Faults are the macroscopic manifestations of formation fractures. Faults and fractures coexist and promote each other. Fracture formation promotes the formation of dissolved pores and holes in soluble rocks (Ren et al., 2018; Zhao et al., 2018; Ding et al., 2021). Based on the analysis of the fault system in the study area, the faults in this area can be divided into two types: major faults and secondary faults. The fault directions are mainly NNE, which represent normal faults. The faults in the study area have obvious controlling effects on the distributions of fractures and karst caves. It is evident from the thickness proportion distribution of the karst cave reservoir that faults control the formation of karst cave reservoirs (Figure 12). The controlling effect for large faults is strong and that for small faults is relatively weak. The fracture densities and relative densities of karst cave development in each well were calculated, and the faults were classified according to the fault sizes. The curves showing the relationships of the fracture density and karst cave density of each well with the distance of the major fault and F4 secondary fault were fitted. Figure 13A shows that there is no obvious relationship between the karst cave density and distance from the fault, which indicates that secondary faults such as F4 have a weak level of control on the formation of karst caves, but the fracture density has a good relationship with the distance from the fault. The closer the distance from the fault, the more developed a fracture is. Figure 13B shows that the major fault has a significant controlling effect on the formation of karst caves. The closer to the major fault, the greater the density of karst caves. However, the fracture density has no obvious relationship with the distance from the major fault. It is speculated that this is because the fractures that formed near the major fault are more likely to dissolve to form larger–scale karst caves, which result in the fracture information being obscured. Figures 13A, B also show that the range of control of the secondary fault on fracture formation is within 150 m from the fault. The range of control of the major fault on karst cave formation is within 200 m from the fault.
(5) Evolution pattern of fracture–cave reservoirs
FIGURE 13. (A) Relationship between fracture–cavity density and distance from the F4 secondary fault. (B) Relationship between fracture–cavity density and distance from the major fault.

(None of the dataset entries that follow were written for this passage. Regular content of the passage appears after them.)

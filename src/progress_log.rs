//! Event log sink — bounded, ordered history of rendered progress entries.
//!
//! DESIGN
//! ======
//! The router only keeps the latest progress snapshot. The log is the one
//! observer that needs history, so it subscribes to the router's ordered
//! event stream and appends one entry per update. The ring holds the most
//! recent [`MAX_ENTRIES`]; older entries are evicted from the front.
//!
//! Category precedence (first match wins):
//! fallback → gemini → success → error → agent → info.

#[cfg(test)]
#[path = "progress_log_test.rs"]
mod tests;

use std::collections::VecDeque;
use std::sync::{Arc, Mutex, PoisonError};

use time::OffsetDateTime;
use tokio::sync::broadcast::error::RecvError;
use tokio::task::JoinHandle;

use crate::net::message::{PROGRESS_COMPLETE, ProgressUpdate};
use crate::net::router::MessageRouter;

pub const MAX_ENTRIES: usize = 20;

const SUCCESS_MARKERS: &[&str] = &["✅", "completed"];
const ERROR_MARKERS: &[&str] = &["❌", "failed"];

const STARTING_MESSAGE: &str = "Starting generation…";
const FINISHED_MESSAGE: &str = "Generation completed";

#[derive(Debug, Clone, Copy, PartialEq, Eq)]
pub enum EntryCategory {
    Info,
    Agent,
    Fallback,
    Gemini,
    Success,
    Error,
}

impl EntryCategory {
    /// Classify a progress update by its facets and text markers.
    #[must_use]
    pub fn classify(update: &ProgressUpdate) -> Self {
        let lower = update.message.to_lowercase();
        let has = |markers: &[&str]| markers.iter().any(|m| lower.contains(m));

        if update.facets.fallback_active {
            Self::Fallback
        } else if update.facets.gemini_active {
            Self::Gemini
        } else if has(SUCCESS_MARKERS) {
            Self::Success
        } else if has(ERROR_MARKERS) {
            Self::Error
        } else if update.facets.agent_active {
            Self::Agent
        } else {
            Self::Info
        }
    }

    #[must_use]
    pub fn glyph(self) -> &'static str {
        match self {
            Self::Info => "ℹ️",
            Self::Agent => "🧠",
            Self::Fallback => "🏠",
            Self::Gemini => "🤖",
            Self::Success => "✅",
            Self::Error => "❌",
        }
    }

    #[must_use]
    pub fn as_str(self) -> &'static str {
        match self {
            Self::Info => "info",
            Self::Agent => "agent",
            Self::Fallback => "fallback",
            Self::Gemini => "gemini",
            Self::Success => "success",
            Self::Error => "error",
        }
    }
}

#[derive(Debug, Clone, PartialEq)]
pub struct ProgressEntry {
    pub id: u64,
    pub timestamp: OffsetDateTime,
    pub category: EntryCategory,
    /// Message prefixed with the category glyph.
    pub text: String,
    pub progress: Option<i32>,
    pub step: Option<String>,
}

impl ProgressEntry {
    /// Wall-clock `HH:MM:SS` for display.
    #[must_use]
    pub fn display_time(&self) -> String {
        format!("{:02}:{:02}:{:02}", self.timestamp.hour(), self.timestamp.minute(), self.timestamp.second())
    }
}

/// Bounded ring of rendered progress entries in receipt order.
#[derive(Debug)]
pub struct EventLog {
    entries: VecDeque<ProgressEntry>,
    capacity: usize,
    next_id: u64,
    generating: bool,
}

impl Default for EventLog {
    fn default() -> Self {
        Self::new()
    }
}

impl EventLog {
    #[must_use]
    pub fn new() -> Self {
        Self::with_capacity(MAX_ENTRIES)
    }

    #[must_use]
    pub fn with_capacity(capacity: usize) -> Self {
        Self { entries: VecDeque::with_capacity(capacity + 1), capacity: capacity.max(1), next_id: 1, generating: false }
    }

    /// Append one entry for an inbound progress update.
    pub fn record(&mut self, update: &ProgressUpdate) -> &ProgressEntry {
        let category = EntryCategory::classify(update);
        self.push(category, &update.message, update.progress, update.step.clone())
    }

    /// Track the generation-active flag and emit the derived lifecycle entries.
    ///
    /// Starting with an empty log seeds a "starting" entry at progress 0.
    /// Stopping with a non-empty log whose last entry did not reach 100
    /// appends a completion entry.
    pub fn set_generating(&mut self, active: bool) {
        let was = std::mem::replace(&mut self.generating, active);
        if active && !was && self.entries.is_empty() {
            self.push(EntryCategory::Info, STARTING_MESSAGE, Some(0), None);
        } else if !active && was {
            let finished = self.entries.back().is_none_or(|e| e.progress == Some(PROGRESS_COMPLETE));
            if !finished {
                self.push(EntryCategory::Success, FINISHED_MESSAGE, Some(PROGRESS_COMPLETE), None);
            }
        }
    }

    #[must_use]
    pub fn is_generating(&self) -> bool {
        self.generating
    }

    pub fn entries(&self) -> impl Iterator<Item = &ProgressEntry> {
        self.entries.iter()
    }

    #[must_use]
    pub fn last(&self) -> Option<&ProgressEntry> {
        self.entries.back()
    }

    #[must_use]
    pub fn len(&self) -> usize {
        self.entries.len()
    }

    #[must_use]
    pub fn is_empty(&self) -> bool {
        self.entries.is_empty()
    }

    pub fn clear(&mut self) {
        self.entries.clear();
    }

    fn push(&mut self, category: EntryCategory, message: &str, progress: Option<i32>, step: Option<String>) -> &ProgressEntry {
        let entry = ProgressEntry {
            id: self.next_id,
            timestamp: OffsetDateTime::now_utc(),
            category,
            text: format!("{} {message}", category.glyph()),
            progress,
            step,
        };
        self.next_id += 1;
        self.entries.push_back(entry);
        while self.entries.len() > self.capacity {
            self.entries.pop_front();
        }
        &self.entries[self.entries.len() - 1]
    }
}

/// Spawn the task that feeds every routed progress update into `log`.
///
/// The task ends when the router is dropped.
pub fn spawn_log_sink(router: &MessageRouter, log: Arc<Mutex<EventLog>>) -> JoinHandle<()> {
    let mut events = router.subscribe_events();
    tokio::spawn(async move {
        loop {
            match events.recv().await {
                Ok(update) => {
                    let mut log = log.lock().unwrap_or_else(PoisonError::into_inner);
                    let entry = log.record(&update);
                    tracing::debug!(id = entry.id, category = entry.category.as_str(), "progress entry appended");
                }
                Err(RecvError::Lagged(skipped)) => {
                    tracing::warn!(skipped, "event log fell behind; progress updates skipped");
                }
                Err(RecvError::Closed) => break,
            }
        }
    })
}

The dolomites in this area formed mainly by metasomatism in the late quasi–contemporaneous period. Mud crystal calcareous sediments were exposed at the surface, and freshwater and seawater mixed to dolomitize the sediments. Sea level changed many times, which resulted in the formation of rocks with different dolomitization intensities and complex lithology combinations (Figure 14A). In the Middle Triassic, regional uplift occurred in the early Indosinian movement, missing the Middle Triassic. Folding and faulting resulted in large numbers of structural fractures in the Huanglong Formation. The Late Jurassic and Yanshan movements uplifted the area again, which resulted in folds, faults and weathering erosion. Until the Early Tertiary, the area was subjected to weathering erosion and corrosion leaching, and large numbers of karst caves and dissolved pores developed. Due to the uplift of the region, folds and faults occurred in the strata. The folds caused bending deformation of the strata, and the derived local tensile stresses ruptured the strata and resulted in vertical structural fractures. The greater the deformation intensity of the strata is, the more developed the fractures are (Figure 14B). Faulting can form shear stress fields near fault zones and result in new fractures. A strong deformation zone is located near the fault, the fractures are highly developed, and the development level of the fractures far from the fault is lower (Figure 14C). The buried hill has been exposed to the surface for a long time. Before the deposition of the Early Tertiary Changliu Formation, many large, medium and small pores and dissolution joints developed due to weathering leaching and dissolution over a long geological period. The weathering zone exhibited undulations along the paleotopographic surface (Figure 14D). The strata with different dolomitization intensities in the Weizhou 1–N buried hill were affected by paleokarst weathering, fold deformation and faulting, which formed a complex fracture–cavity reservoir development pattern (Figure 14E). The zones with smaller rock thicknesses, stronger tectonic folding, faults and higher paleotopography are the most developed zones.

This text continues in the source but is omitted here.